Ms. KYLE: Well, sadly, an awful lot of it isn't really recycled. And what happens with an awful lot of it is it gets very minimally processed here where the recycler might take out some of the most profitable parts to the computers, in particular. And then the rest of it gets shipped overseas, usually to developing countries, a lot of it going to Asia, China in particular. And there, it's really almost virtually dumped. It goes into areas where there are some pretty primitive processing that happens.

If you can just picture literally backyard, recycling yards, where people are bashing open the electronics and removing some of the metals because that's where they can get the money from and then dumping the rest and burning it. When you burn these things, it emits dioxin, which is a horrible thing to be breathing in. And all this is happening right next to where people are working and living.

MARTIN: If you would just clarify for me, why does so much of this waste go to Asia? So that it can be scavenged?

Ms. KYLE: Well, recyclers can make money selling it there. And there is a market for this very primitive system of recycling where they can make money off removing the metals. And many of these countries just don't have the kind of regulatory infrastructure where they can prevent it from happening - prevent it from coming in. So if it comes in in a way that the government knows about it, they will say, no, we won't take it. But it's all illegal import.

MARTIN: What are the negative effects of that kind of recycling, where you said people just basically dump it, burn it? What's wrong with that?

Ms. KYLE: Well, I mean, it's a horrific exposure problem to the communities there. The people that are handling it basically have no kind of protective equipment. You'd think they have literally no gloves, no respirators. They're breathing in these chemicals. Then, when they burn it, the whole communities are breathing in these toxic chemicals. It's getting into their water systems in an area of China call Guayu(ph). Contaminant levels are so high, they have to truck in all of their water.

So it's bad enough for what we're doing to those communities. But very recently, there's been some work tracing some of these toxins back to us. So the study that was done by a professor in Oregon has traced the lead that is in some of the children's jewelry that's purchased at, you know, discount stores to lead in solder, lead from electronic waste. So the circle of poison, really, is coming all the way back to us.

MARTIN: Garth, Minnesota has passed some tough laws regarding e-waste. If you can just briefly tell us, what do these laws require?

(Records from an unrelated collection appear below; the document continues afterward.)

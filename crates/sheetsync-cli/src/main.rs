//! SheetSync CLI - Command-line interface for SheetSync
//!
//! Provides commands for:
//! - Importing the shared sheets into a local JSON cabinet
//! - Exporting a local cabinet to the shared sheets
//! - Running the sync engine as a long-lived process
//! - Viewing and editing configuration

use std::path::PathBuf;

use anyhow::Result;
use clap::{Parser, Subcommand};
use tracing_subscriber::EnvFilter;

mod commands;
mod output;

use commands::{config::ConfigCommand, pull::PullCommand, push::PushCommand, run::RunCommand};
use commands::AppContext;
use output::OutputFormat;

#[derive(Debug, Parser)]
#[command(
    name = "sheetsync",
    version,
    about = "Keep local record collections in sync with a shared spreadsheet"
)]
pub struct Cli {
    /// Output in JSON format
    #[arg(long, global = true)]
    json: bool,

    /// Verbose output (can be repeated: -v, -vv)
    #[arg(short, long, action = clap::ArgAction::Count, global = true)]
    verbose: u8,

    /// Use alternate config file
    #[arg(long, global = true)]
    config: Option<PathBuf>,

    /// Use an in-memory remote store instead of the network (dry runs)
    #[arg(long, global = true)]
    offline: bool,

    #[command(subcommand)]
    command: Commands,
}

#[derive(Debug, Subcommand)]
pub enum Commands {
    /// Import the configured sheets and write them as JSON
    Pull(PullCommand),
    /// Export records from a JSON file to the configured sheets
    Push(PushCommand),
    /// Run the sync engine until interrupted
    Run(RunCommand),
    /// View and manage configuration
    #[command(subcommand)]
    Config(ConfigCommand),
}

/// Filter directive used when `RUST_LOG` is not set
///
/// `-v` raises the configured level to `debug`, `-vv` to `trace`.
fn default_directive(configured: &str, verbose: u8) -> String {
    match verbose {
        0 => configured.to_string(),
        1 => "debug".to_string(),
        _ => "trace".to_string(),
    }
}

#[tokio::main]
async fn main() -> Result<()> {
    let cli = Cli::parse();
    let format = OutputFormat::from_json_flag(cli.json);
    let ctx = AppContext::load(cli.config.clone(), cli.offline, format)?;

    let env_filter = EnvFilter::try_from_default_env().unwrap_or_else(|_| {
        EnvFilter::new(default_directive(&ctx.config.logging.level, cli.verbose))
    });
    tracing_subscriber::fmt()
        .with_env_filter(env_filter)
        .with_target(false)
        .with_writer(std::io::stderr)
        .init();

    match cli.command {
        Commands::Pull(cmd) => cmd.execute(&ctx).await,
        Commands::Push(cmd) => cmd.execute(&ctx).await,
        Commands::Run(cmd) => cmd.execute(&ctx).await,
        Commands::Config(cmd) => cmd.execute(&ctx).await,
    }
}

#[cfg(test)]
mod tests {
    use super::*;

    #[test]
    fn test_default_directive() {
        assert_eq!(default_directive("warn", 0), "warn");
        assert_eq!(default_directive("warn", 1), "debug");
        assert_eq!(default_directive("info", 3), "trace");
    }

    #[test]
    fn test_global_flags_after_subcommand() {
        let cli = Cli::try_parse_from([
            "sheetsync", "push", "--input", "cab.json", "--offline", "-vv", "--json",
        ])
        .unwrap();

        assert!(cli.offline);
        assert!(cli.json);
        assert_eq!(cli.verbose, 2);
        assert!(matches!(cli.command, Commands::Push(_)));
    }

    #[test]
    fn test_config_subcommand() {
        let cli = Cli::try_parse_from(["sheetsync", "--config", "/tmp/s.yaml", "config", "path"])
            .unwrap();

        assert_eq!(cli.config, Some(PathBuf::from("/tmp/s.yaml")));
        assert!(matches!(cli.command, Commands::Config(ConfigCommand::Path)));
    }

    #[test]
    fn test_push_requires_input() {
        assert!(Cli::try_parse_from(["sheetsync", "push"]).is_err());
    }
}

Mr. HICKLE: Well, our law is a producer-responsibility approach, so that manufacturers of video display devices - the televisions, monitors and laptops -have an obligation to collect and recycle a certain percentage by weight of what they sold the previous year.

MARTIN: So advice to the consumer who cares, that wants to make a difference -what should they do?

Ms. KYLE: So, you know, I'd say there's two things that consumers can do. One is that, actually, in our coalition, we have a pledge program that responsible recyclers have pledged to not to follow these low-road practices, not export. And so people can go on our Web site and find recyclers in their area. They can click on the map on their state. But the other thing that consumers can do is start to really ask the companies that they're buying their products from to offer take-back programs, because consumers have some power in their purchasing dollars to say I want to buy products from companies who will take them back from me when I'm done with it and recycle them responsibly.

MARTIN: Barbara Kyle is the national coordinator for the Electronics TakeBack Coalition. She joined us by phone from Delaware. Garth Hickle is the product stewardship team leader for the Minnesota Pollution Control Agency. He joined us by phone from North Carolina. You can find out more at our Web site, npr.org/tellmemore.

Thank you so much for speaking with us.

Ms. KYLE: Thank you.

Mr. HICKLE: Thank you.

(Soundbite of music)

MARTIN: And that's our program for today. I'm Michel Martin, and this is TELL ME MORE from NPR News. Let's talk more tomorrow.